Doch wie so oft wurde alles schließlich wundervoll. Unsere tapfere Entscheidung, zum RFC zu gehen, ließ die Wettergötter aufmerken und so endete die tagelange Regenhusche, der Himmel brach auf und wir wurden Zeugen eines aufreizenden Amateurkicks gegen den 1.FC Neubrandenburg. Selbstverständlich endete diese packende Partie gegen die 4-Tore-Städter mit einem leistungsgerechten 2-2. Garniert wurde dieses Deluxe-Erlebnis noch von der, laut Szenemagazin 0381, besten Stadionwurst Rostocks und einer nahezu unanständige freundlichen Familienatmosphäre.

Nein, das war er leider nicht unser neuer Herzensverein. Auch Schifffahrthafen Rostock, ebenso auf dem Gelände ansässig, hatte spielfrei. So wohnten wir dem zwar etwas farblos klingenden Rostocker FC bei, doch bereuten wir dies zu keiner Sekunde. Namen sind eben doch bisweilen nur Dampf und Rauch.

Hiernach mussten wir uns erneut entscheiden. Die heilige Dreifaltigkeit Rostocks: Spitzenfußball, Meer und hanseatische Sehenswürdigkeiten – für uns sollte es nur zwei von drei geben. Wir wählten ohne lange mit der Möwe zu zucken Warnemünde und damit Option “Meer”. Eine kurze S-Bahnfahrt plus kleine Fährfahrt später saßen wir in Hohe Düne und schauten beseelt auf das große Wasser.

Einmütig bekannten wir bei abschließenden Fischbrötchen und Bier, dass Rostock eindeutig die überraschende Nummer 2 dieser Expeditionen geworden war. Selbstverständlich vermochte sie es selbst mit all ihrem geballten Fischkopp-Charme nicht, solch eine erlesene Perle wie Suhl auszuknocken, aber immerhin – wer hätte das gedacht?!

 

Mission Bezirke bezirzen – viertes Kapitel: Franfkurt oder Słubice

Auf den ersten Blick liegt die Vermutung nahe, dass wir es uns an diesem wundervollen Sonntag etwas einfach machen wollten. Die knappe Stunde rüber an die Oder-Neiße-Friedensgrenze, Kaszanka und Tyskie im Sinn – zweifellos kein allzu anstrengendes Abenteuer auf der Bezirke-Bezirzen-Tour. Und dennoch, auch das musste erledigt werden und in seiner Funktion als einzige Grenzbezirksstadt und brandenburgischer Endbahnhof stand hier keinesfalls ein Leichtgewicht an. Nicht zuletzt haben wior nun schon 5 von 15 – ein Drittel ist geschafft!

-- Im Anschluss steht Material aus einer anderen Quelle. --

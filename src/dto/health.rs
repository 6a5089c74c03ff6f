use serde::Serialize;
use utoipa::ToSchema;

/// Health payload returned by the `/healthcheck` route.
#[derive(Debug, Serialize, ToSchema)]
pub struct HealthResponse {
    /// Health status ("ok" or "degraded").
    pub status: String,
    /// Whether a session store is currently reachable.
    pub storage: bool,
}

impl HealthResponse {
    pub fn ok() -> Self {
        Self {
            status: "ok".to_string(),
            storage: true,
        }
    }

    /// Storage is missing or failing its health checks.
    pub fn degraded() -> Self {
        Self {
            status: "degraded".to_string(),
            storage: false,
        }
    }
}
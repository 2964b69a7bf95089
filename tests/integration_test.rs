use birthday_curve::driver::{self, DriverArgs};
use birthday_curve::render;

fn init() {
    let _ = pretty_env_logger::formatted_timed_builder()
        .filter_level(log::LevelFilter::Trace)
        .is_test(true)
        .try_init();
}

#[test]
fn test_default_curve() {
    init();
    let output = driver::calc(&DriverArgs::default()).unwrap();
    assert_eq!(output.days, 365);
    assert_eq!(output.range, (1, 100));
    assert_eq!(output.threshold, 0.5);
    assert_eq!(output.tipping_point, 23);
    assert_eq!(output.points.len(), 100);
    for (i, point) in output.points.iter().enumerate() {
        assert_eq!(point.n, 1 + i as u64);
    }
    for pair in output.points.windows(2) {
        assert!(pair[0].probability <= pair[1].probability);
    }
    assert_eq!(output.points[0].probability, 0.0);
    assert!((output.points[22].probability - 0.5073).abs() < 1e-4);
    assert!((output.points[49].probability - 0.9704).abs() < 1e-4);
    assert!((output.points[69].probability - 0.99916).abs() < 1e-4);
    assert_eq!(output.first_above_threshold, Some(output.tipping_point));
}

#[test]
fn test_idempotence() {
    init();
    let a = driver::calc(&DriverArgs::default()).unwrap();
    let b = driver::calc(&DriverArgs::default()).unwrap();
    assert_eq!(a, b);
}

#[test]
fn test_workbook() {
    init();
    let output = driver::calc(&DriverArgs::default()).unwrap();
    let mut workbook = render::build_workbook(&output).unwrap();
    let buf = workbook.save_to_buffer().unwrap();
    assert!(!buf.is_empty());
}
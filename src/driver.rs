//! Main entry point for calculating everything.

use crate::curve::{self, CurvePoint, GroupSize};
use crate::errors::Result;
use crate::information;
use crate::output::Output;
use crate::probability;
use log::info;

/// Probability level highlighted on the chart.
pub const THRESHOLD: f64 = 0.5;

/// The commonly cited tipping point of the birthday paradox.
pub const TIPPING_POINT: GroupSize = 23;

/// What to calculate?
pub struct DriverArgs {
    /// Smallest group size on the curve.
    pub lo: GroupSize,

    /// Largest group size on the curve.
    pub hi: GroupSize,
}

impl Default for DriverArgs {
    fn default() -> Self {
        DriverArgs {
            lo: curve::DEFAULT_RANGE.0,
            hi: curve::DEFAULT_RANGE.1,
        }
    }
}

/// Calculate everything.
///
/// This is the main entry point for the library.
pub fn calc(args: &DriverArgs) -> Result<Output> {
    let points = curve::generate(args.lo, args.hi)?;
    information::statistics(&points);
    let first_above_threshold = first_crossing(&points);
    match first_above_threshold {
        Some(n) => info!(target: "birthday", "P(n) reaches {THRESHOLD} at n = {n}"),
        None => info!(target: "birthday", "P(n) stays below {THRESHOLD}"),
    }
    Ok(Output {
        days: probability::DAYS,
        range: (args.lo, args.hi),
        threshold: THRESHOLD,
        tipping_point: TIPPING_POINT,
        first_above_threshold,
        points,
    })
}

fn first_crossing(points: &[CurvePoint]) -> Option<GroupSize> {
    points
        .iter()
        .find(|p| p.probability >= THRESHOLD)
        .map(|p| p.n)
}
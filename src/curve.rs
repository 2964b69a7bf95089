use crate::errors::{self, Result};
use crate::probability;
use is_sorted::IsSorted;
use itertools::Itertools;
use serde::{Deserialize, Serialize};

pub type GroupSize = u64;

/// Group-size range evaluated by the program.
pub const DEFAULT_RANGE: (GroupSize, GroupSize) = (1, 100);

/// One point on the curve: a group size and its shared-birthday probability.
#[derive(Clone, Copy, Debug, PartialEq, Deserialize, Serialize)]
pub struct CurvePoint {
    pub n: GroupSize,
    pub probability: f64,
}

/// Evaluate the probability model over the inclusive range `lo..=hi`,
/// one point per group size, in increasing order.
pub fn generate(lo: GroupSize, hi: GroupSize) -> Result<Vec<CurvePoint>> {
    if lo == 0 {
        return Err(errors::domain_error_ref("group sizes start at 1"));
    }
    if lo > hi {
        return Err(errors::domain_error(format!("empty range: {lo} > {hi}")));
    }
    let points = (lo..=hi)
        .map(|n| CurvePoint {
            n,
            probability: probability::probability(n),
        })
        .collect_vec();
    debug_assert!(IsSorted::is_sorted(
        &mut points.iter().map(|p| p.probability)
    ));
    Ok(points)
}

/// The curve for the fixed program range.
pub fn generate_default() -> Vec<CurvePoint> {
    generate(DEFAULT_RANGE.0, DEFAULT_RANGE.1).expect("default range is valid")
}

#[cfg(test)]
mod test {
    use super::*;

    #[test]
    fn generate_default_covers_range() {
        let points = generate_default();
        assert_eq!(points.len(), 100);
        for (i, p) in points.iter().enumerate() {
            assert_eq!(p.n, 1 + i as GroupSize);
        }
    }

    #[test]
    fn generate_single_point() {
        let points = generate(23, 23).unwrap();
        assert_eq!(points.len(), 1);
        assert_eq!(points[0].n, 23);
        assert!((points[0].probability - 0.5073).abs() < 1e-4);
    }

    #[test]
    fn generate_is_deterministic() {
        assert_eq!(generate(1, 100).unwrap(), generate(1, 100).unwrap());
    }

    #[test]
    fn generate_rejects_zero() {
        assert!(generate(0, 10).is_err());
    }

    #[test]
    fn generate_rejects_inverted_range() {
        assert!(generate(10, 9).is_err());
    }
}
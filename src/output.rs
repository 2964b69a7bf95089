//! Data structures for representing the output.

use crate::curve::{CurvePoint, GroupSize};
use serde::{Deserialize, Serialize};

pub type Range = (GroupSize, GroupSize);

#[derive(Debug, PartialEq, Deserialize, Serialize)]
pub struct Output {
    pub days: u64,
    pub range: Range,
    pub threshold: f64,
    pub tipping_point: GroupSize,
    pub first_above_threshold: Option<GroupSize>,
    pub points: Vec<CurvePoint>,
}

#[derive(Serialize)]
pub struct OError {
    pub error: String,
}

pub fn pretty_range(r: &Range) -> String {
    format!("{}-{}", r.0, r.1)
}

pub fn pretty_probability(p: f64) -> String {
    format!("{p:.4}")
}

#[cfg(test)]
mod test {
    use super::*;

    #[test]
    fn pretty_range_basic() {
        assert_eq!(pretty_range(&(1, 100)), "1-100");
        assert_eq!(pretty_range(&(23, 23)), "23-23");
    }

    #[test]
    fn pretty_probability_basic() {
        assert_eq!(pretty_probability(0.0), "0.0000");
        assert_eq!(pretty_probability(0.50729723), "0.5073");
        assert_eq!(pretty_probability(1.0), "1.0000");
    }
}
//! Chart rendering into an xlsx workbook.

use crate::errors::{self, Result};
use crate::output::Output;
use rust_xlsxwriter::{
    Chart, ChartLegendPosition, ChartLine, ChartLineDashType, ChartMarker, ChartMarkerType,
    ChartType, Format, Workbook,
};

const SHEET: &str = "Curve";
const TITLE: &str = "Probability of Shared Birthday as a Function of Group Size (n)";
const X_AXIS: &str = "Number of People (n)";
const Y_AXIS: &str = "Probability P(n)";

/// Render the computed curve as a workbook with an embedded chart and
/// write it to `filename`.
pub fn render(output: &Output, filename: &str) -> Result<()> {
    let mut workbook = build_workbook(output)?;
    workbook
        .save(filename)
        .map_err(|e| errors::render_error(format!("cannot write {filename}: {e}")))?;
    Ok(())
}

/// Build the workbook: the raw curve and reference-line data on one
/// worksheet, with a line-and-marker chart of P(n) vs n next to it.
pub fn build_workbook(output: &Output) -> Result<Workbook> {
    if output.points.is_empty() {
        return Err(errors::render_error_ref("nothing to plot"));
    }
    let threshold_label = format!("{:.0}% Probability", 100.0 * output.threshold);
    let tipping_label = format!("n = {}", output.tipping_point);

    let mut workbook = Workbook::new();
    let worksheet = workbook.add_worksheet();
    worksheet.set_name(SHEET)?;

    let bold = Format::new().set_bold();
    worksheet.write_string_with_format(0, 0, "n", &bold)?;
    worksheet.write_string_with_format(0, 1, "P(n)", &bold)?;
    worksheet.write_string_with_format(0, 3, threshold_label.as_str(), &bold)?;
    worksheet.write_string_with_format(0, 6, tipping_label.as_str(), &bold)?;
    for (i, point) in output.points.iter().enumerate() {
        let row = 1 + i as u32;
        worksheet.write_number(row, 0, point.n as f64)?;
        worksheet.write_number(row, 1, point.probability)?;
    }
    // A horizontal segment across the full range at the threshold, and a
    // vertical segment from 0 to 1 at the tipping point.
    let last = output.points.len() as u32;
    worksheet.write_number(1, 3, output.range.0 as f64)?;
    worksheet.write_number(2, 3, output.range.1 as f64)?;
    worksheet.write_number(1, 4, output.threshold)?;
    worksheet.write_number(2, 4, output.threshold)?;
    worksheet.write_number(1, 6, output.tipping_point as f64)?;
    worksheet.write_number(2, 6, output.tipping_point as f64)?;
    worksheet.write_number(1, 7, 0.0)?;
    worksheet.write_number(2, 7, 1.0)?;
    worksheet.set_column_width(3, 16)?;
    worksheet.set_column_width(6, 10)?;

    let mut chart = Chart::new(ChartType::ScatterStraightWithMarkers);
    chart
        .add_series()
        .set_categories((SHEET, 1, 0, last, 0))
        .set_values((SHEET, 1, 1, last, 1))
        .set_name("P(n)")
        .set_format(ChartLine::new().set_color("#0000FF"))
        .set_marker(
            ChartMarker::new()
                .set_type(ChartMarkerType::Circle)
                .set_size(3),
        );
    chart
        .add_series()
        .set_categories((SHEET, 1, 3, 2, 3))
        .set_values((SHEET, 1, 4, 2, 4))
        .set_name(threshold_label.as_str())
        .set_format(
            ChartLine::new()
                .set_color("#FF0000")
                .set_dash_type(ChartLineDashType::Dash),
        )
        .set_marker(ChartMarker::new().set_none());
    chart
        .add_series()
        .set_categories((SHEET, 1, 6, 2, 6))
        .set_values((SHEET, 1, 7, 2, 7))
        .set_name(tipping_label.as_str())
        .set_format(
            ChartLine::new()
                .set_color("#008000")
                .set_dash_type(ChartLineDashType::Dash),
        )
        .set_marker(ChartMarker::new().set_none());
    chart.title().set_name(TITLE);
    chart.x_axis().set_name(X_AXIS);
    chart.x_axis().set_major_gridlines(true);
    chart.y_axis().set_name(Y_AXIS);
    chart.y_axis().set_major_gridlines(true);
    chart.y_axis().set_min(0.0);
    chart.y_axis().set_max(1.0);
    chart.legend().set_position(ChartLegendPosition::Bottom);
    chart.set_width(960);
    chart.set_height(576);
    worksheet.insert_chart(1, 9, &chart)?;

    Ok(workbook)
}

#[cfg(test)]
mod test {
    use super::*;
    use crate::driver::{self, DriverArgs};

    #[test]
    fn build_workbook_basic() {
        let output = driver::calc(&DriverArgs::default()).unwrap();
        let mut workbook = build_workbook(&output).unwrap();
        let buf = workbook.save_to_buffer().unwrap();
        assert!(!buf.is_empty());
    }

    #[test]
    fn build_workbook_rejects_empty_curve() {
        let output = Output {
            days: 365,
            range: (1, 100),
            threshold: 0.5,
            tipping_point: 23,
            first_above_threshold: None,
            points: vec![],
        };
        assert!(build_workbook(&output).is_err());
    }
}
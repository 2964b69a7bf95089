use birthday_curve::driver::{self, DriverArgs};
use birthday_curve::errors::Result;
use birthday_curve::output::{self, Output};
use birthday_curve::simulation;
use clap::Parser;
use clap_verbosity_flag::{Verbosity, WarnLevel};
use log::error;
use std::process;

#[derive(Parser)]
#[command(author, version, about)]
struct Args {
    /// Also estimate each probability by random sampling, with this many
    /// rounds per group size
    #[arg(short, long, value_parser = clap::value_parser!(u64).range(1..))]
    iter: Option<u64>,
    /// Print the curve as JSON
    #[arg(long)]
    json: bool,
    /// Verbosity
    #[command(flatten)]
    verbose: Verbosity<WarnLevel>,
}

fn stat(args: &Args, output: &Output) {
    println!("group sizes: {}", output::pretty_range(&output.range));
    println!("- days in a year: {}", output.days);
    println!("- points: {}", output.points.len());
    match output.first_above_threshold {
        Some(n) => println!("- P(n) reaches {} at n = {}", output.threshold, n),
        None => println!("- P(n) stays below {}", output.threshold),
    }
    println!();
    match args.iter {
        None => {
            println!("{:>5}  {:>8}", "n", "P(n)");
            for point in &output.points {
                println!(
                    "{:>5}  {:>8}",
                    point.n,
                    output::pretty_probability(point.probability)
                );
            }
        }
        Some(iter) => {
            println!("{:>5}  {:>8}  {:>9}", "n", "P(n)", "estimate");
            for point in &output.points {
                let estimate = simulation::estimate(point.n, iter, point.n);
                println!(
                    "{:>5}  {:>8}  {:>9}",
                    point.n,
                    output::pretty_probability(point.probability),
                    output::pretty_probability(estimate)
                );
            }
        }
    }
}

fn process(args: &Args) -> Result<()> {
    let output = driver::calc(&DriverArgs::default())?;
    if args.json {
        println!("{}", serde_json::to_string_pretty(&output)?);
        return Ok(());
    }
    stat(args, &output);
    Ok(())
}

fn main() {
    let args = Args::parse();
    pretty_env_logger::formatted_timed_builder()
        .filter_level(args.verbose.log_level_filter())
        .init();
    match process(&args) {
        Ok(()) => (),
        Err(e) => {
            error!(target: "birthday", "{e}");
            process::exit(1);
        }
    }
}
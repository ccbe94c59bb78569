//! Route definitions for the public `/events` resource.

use axum::routing::get;
use axum::Router;

use crate::handlers::events;
use crate::state::AppState;

/// Routes mounted at `/events`.
///
/// ```text
/// GET /        -> active events, soonest first
/// GET /{id}    -> event detail
/// ```
pub fn router() -> Router<AppState> {
    Router::new()
        .route("/", get(events::list_public))
        .route("/{id}", get(events::get_by_id))
}
//! HTTP handlers, grouped by resource.

pub mod auth;
pub mod banners;
pub mod events;
pub mod participants;
pub mod registrations;
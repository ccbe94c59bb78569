//! Handlers for the `/events` resource (public browse) and the
//! admin-gated event management endpoints.

use axum::extract::{Path, State};
use axum::http::StatusCode;
use axum::Json;
use portal_core::error::CoreError;
use portal_core::forms;
use portal_core::types::DbId;
use portal_db::models::event::{CreateEvent, Event, UpdateEvent};
use portal_db::repositories::EventRepo;
use validator::Validate;

use crate::error::{AppError, AppResult};
use crate::middleware::admin_gate::RequireAdmin;
use crate::response::DataResponse;
use crate::state::AppState;

/// GET /api/v1/events
///
/// Public listing: active events, soonest first.
pub async fn list_public(
    State(state): State<AppState>,
) -> AppResult<Json<DataResponse<Vec<Event>>>> {
    let events = EventRepo::list_active(&state.pool).await?;
    Ok(Json(DataResponse { data: events }))
}

/// GET /api/v1/events/{id}
pub async fn get_by_id(
    State(state): State<AppState>,
    Path(id): Path<DbId>,
) -> AppResult<Json<DataResponse<Event>>> {
    let event = EventRepo::find_by_id(&state.pool, id)
        .await?
        .ok_or(AppError::Core(CoreError::NotFound { entity: "Event", id }))?;
    Ok(Json(DataResponse { data: event }))
}

/// GET /api/v1/admin/events
///
/// Every event, newest first, for the admin console.
pub async fn list_all(
    RequireAdmin(_admin): RequireAdmin,
    State(state): State<AppState>,
) -> AppResult<Json<DataResponse<Vec<Event>>>> {
    let events = EventRepo::list_all(&state.pool).await?;
    Ok(Json(DataResponse { data: events }))
}

/// POST /api/v1/admin/events
///
/// Create an event. The field schema starts empty; the form-builder flow
/// populates it through the update endpoint.
pub async fn create(
    RequireAdmin(admin): RequireAdmin,
    State(state): State<AppState>,
    Json(input): Json<CreateEvent>,
) -> AppResult<(StatusCode, Json<DataResponse<Event>>)> {
    input.validate()?;

    let event = EventRepo::create(&state.pool, &input).await?;

    tracing::info!(
        event_id = event.id,
        title = %event.title,
        user_id = admin.user_id,
        "Event created",
    );

    Ok((StatusCode::CREATED, Json(DataResponse { data: event })))
}

/// PUT /api/v1/admin/events/{id}
///
/// Full-payload update, including the form field schema. Fields arriving
/// without an id are new and get one assigned here; existing ids pass
/// through untouched so stored responses stay resolvable.
pub async fn update(
    RequireAdmin(admin): RequireAdmin,
    State(state): State<AppState>,
    Path(id): Path<DbId>,
    Json(input): Json<UpdateEvent>,
) -> AppResult<Json<DataResponse<Event>>> {
    input.validate()?;

    let mut fields = input.form_fields.clone();
    forms::assign_field_ids(&mut fields);

    let event = EventRepo::update(&state.pool, id, &input, &fields)
        .await?
        .ok_or(AppError::Core(CoreError::NotFound { entity: "Event", id }))?;

    tracing::info!(event_id = id, user_id = admin.user_id, "Event updated");

    Ok(Json(DataResponse { data: event }))
}
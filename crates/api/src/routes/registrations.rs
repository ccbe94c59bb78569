//! Route definitions for the `/registrations` resource.

use axum::routing::{get, post};
use axum::Router;

use crate::handlers::registrations;
use crate::state::AppState;

/// Routes mounted at `/registrations`. Both require authentication.
///
/// ```text
/// POST /             -> submit registration
/// GET  /{event_id}   -> own registration status
/// ```
pub fn router() -> Router<AppState> {
    Router::new()
        .route("/", post(registrations::submit))
        .route("/{event_id}", get(registrations::status))
}
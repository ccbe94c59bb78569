//! Repository for the `admin_users` role-assignment table.

use portal_core::types::DbId;
use sqlx::PgPool;

use crate::models::admin_user::AdminUser;

/// Column list shared across queries to avoid repetition.
const COLUMNS: &str = "id, user_id, role, created_at";

/// Read-only lookup of admin role assignments.
pub struct AdminUserRepo;

impl AdminUserRepo {
    /// Find the role assignment for a user, if one exists.
    pub async fn find_by_user_id(
        pool: &PgPool,
        user_id: DbId,
    ) -> Result<Option<AdminUser>, sqlx::Error> {
        let query = format!("SELECT {COLUMNS} FROM admin_users WHERE user_id = $1");
        sqlx::query_as::<_, AdminUser>(&query)
            .bind(user_id)
            .fetch_optional(pool)
            .await
    }
}
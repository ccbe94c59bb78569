//! Shared application router builder.
//!
//! Provides [`build_app_router`] so both the production binary (`main.rs`)
//! and integration tests (`tests/common/mod.rs`) use the exact same
//! middleware stack.

use std::time::Duration;

use axum::http::header::{AUTHORIZATION, CONTENT_TYPE};
use axum::http::{HeaderName, Method, StatusCode};
use axum::Router;
use tower_http::catch_panic::CatchPanicLayer;
use tower_http::cors::CorsLayer;
use tower_http::request_id::{MakeRequestUuid, PropagateRequestIdLayer, SetRequestIdLayer};
use tower_http::services::ServeDir;
use tower_http::timeout::TimeoutLayer;
use tower_http::trace::{DefaultMakeSpan, DefaultOnResponse, TraceLayer};
use tracing::Level;

use crate::config::ServerConfig;
use crate::routes;
use crate::state::AppState;

/// Build the full application [`Router`] with all middleware layers.
///
/// The middleware stack is applied bottom-up:
///
/// 1. CORS
/// 2. Set request ID on incoming requests
/// 3. Structured request/response tracing
/// 4. Propagate request ID to response
/// 5. Request timeout
/// 6. Panic recovery (catch panics, return 500)
pub fn build_app_router(state: AppState, config: &ServerConfig) -> Router {
    let cors = build_cors_layer(config);
    let request_id_header = HeaderName::from_static("x-request-id");

    Router::new()
        // Health check at root level (not under /api/v1).
        .merge(routes::health::router())
        // API v1 routes.
        .nest("/api/v1", routes::api_routes())
        // Uploaded event banners, served directly from disk.
        .nest_service(
            "/uploads/event-banners",
            ServeDir::new(&config.banner_dir),
        )
        // -- Middleware stack (applied bottom-up) --
        // Panic recovery: catch panics and return 500 JSON.
        .layer(CatchPanicLayer::new())
        // Request timeout.
        .layer(TimeoutLayer::with_status_code(
            StatusCode::REQUEST_TIMEOUT,
            Duration::from_secs(config.request_timeout_secs),
        ))
        // Propagate request ID to response.
        .layer(PropagateRequestIdLayer::new(request_id_header.clone()))
        // Structured request/response tracing.
        .layer(
            TraceLayer::new_for_http()
                .make_span_with(DefaultMakeSpan::new().level(Level::INFO))
                .on_response(DefaultOnResponse::new().level(Level::INFO)),
        )
        // Set request ID on incoming requests.
        .layer(SetRequestIdLayer::new(request_id_header, MakeRequestUuid))
        // CORS.
        .layer(cors)
        // Shared state.
        .with_state(state)
}

/// Build the CORS middleware layer from server configuration.
///
/// Panics at startup if any configured origin is invalid, which is the
/// desired behaviour -- we want misconfiguration to fail fast.
pub fn build_cors_layer(config: &ServerConfig) -> CorsLayer {
    let origins: Vec<_> = config
        .cors_origins
        .iter()
        .map(|o| {
            o.parse()
                .unwrap_or_else(|e| panic!("Invalid CORS origin '{o}': {e}"))
        })
        .collect();

    CorsLayer::new()
        .allow_origin(origins)
        .allow_methods([
            Method::GET,
            Method::POST,
            Method::PUT,
            Method::DELETE,
            Method::PATCH,
        ])
        .allow_headers([CONTENT_TYPE, AUTHORIZATION])
        .allow_credentials(true)
        .max_age(Duration::from_secs(3600))
}
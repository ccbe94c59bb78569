//! Shared response envelope types for API handlers.
//!
//! All API responses use a `{ "data": ... }` envelope. Use
//! [`DataResponse`] instead of ad-hoc `serde_json::json!({ "data": ... })`
//! for compile-time type safety and consistent serialization.

use serde::Serialize;

/// Standard `{ "data": T }` response envelope.
#[derive(Debug, Serialize)]
pub struct DataResponse<T: Serialize> {
    pub data: T,
}
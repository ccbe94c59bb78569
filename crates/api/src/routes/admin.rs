//! Route definitions for the admin-gated surface.
//!
//! Every handler here takes `RequireAdmin` as its first extractor, so the
//! gate in `middleware::admin_gate` runs before any admin content is
//! produced.

use axum::extract::DefaultBodyLimit;
use axum::routing::{get, post, put};
use axum::Router;

use crate::handlers::{banners, events, participants};
use crate::state::AppState;

/// Maximum accepted banner upload size (10 MiB).
const MAX_BANNER_BYTES: usize = 10 * 1024 * 1024;

/// Routes mounted at `/admin`.
///
/// ```text
/// GET  /events                             list all events
/// POST /events                             create event
/// PUT  /events/{id}                        full update (incl. form schema)
/// GET  /events/{id}/participants           reconciled participant table
/// GET  /events/{id}/participants/export    CSV download
/// POST /banners                            banner upload (multipart)
/// ```
pub fn router() -> Router<AppState> {
    Router::new()
        .route("/events", get(events::list_all).post(events::create))
        .route("/events/{id}", put(events::update))
        .route("/events/{id}/participants", get(participants::list))
        .route(
            "/events/{id}/participants/export",
            get(participants::export_csv),
        )
        .route(
            "/banners",
            post(banners::upload).layer(DefaultBodyLimit::max(MAX_BANNER_BYTES)),
        )
}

Wenn das kein Grund zum Feiern war?!

Die charmante Odermetropole gewinnt bereits auf den ersten Blick nachdem der Reisende vom Bahnhof durch ein reizendes Eisenbahnerviertel mit zentralem Eisenbahnerdenkmal geleitet wird. Blick auf den sanft dahin strudelnden Oderstrom und die dunklen polnischen Wälder spaziert man leichten Sinnes hinunter, passiert erklecklich ausreichende rote Backsteinbauten, welche mit einer ausgewählten Anzahl von funktionalen Profanbauten ergänzt werden.

Doch abseits dieser Reize zog es die Schritte des Wanderers nahezu magisch hin zu der verlockenden Welt des polnischen laissez-faires. Und so überschritten wir auch nach geschätzten 20 Minuten Frankfurt die Europabrücke. Auch hier besichtigten wir erst eingehend und pflichtschuldigst (erstes Wikipedia-Denkmal der Welt, zweiteiliger Fitnessparcour im Stadtpark, Oderhafen) bis wir uns ganz den lang vermissten Gaumenfreuden ostodriger Provenienz hingaben.

In völlig losgelöster Sonntagsstimmung und mit bis zum Reißen gefüllten Mägen traten wir dann irgendwann die Rückreise an. Erneut wandelten wir durch Frankfurt und genossen konzentrierte Unaufdringlichkeit brandenburgischer Urbanität. Ein Gednake der hier aufkeimte: Wäre Frankfurt ohne Polen etwas cottbusiger? Wahrscheinlich schon. Und dabei, auch dies noch ein Ziel, welches es zu bewältigen gilt.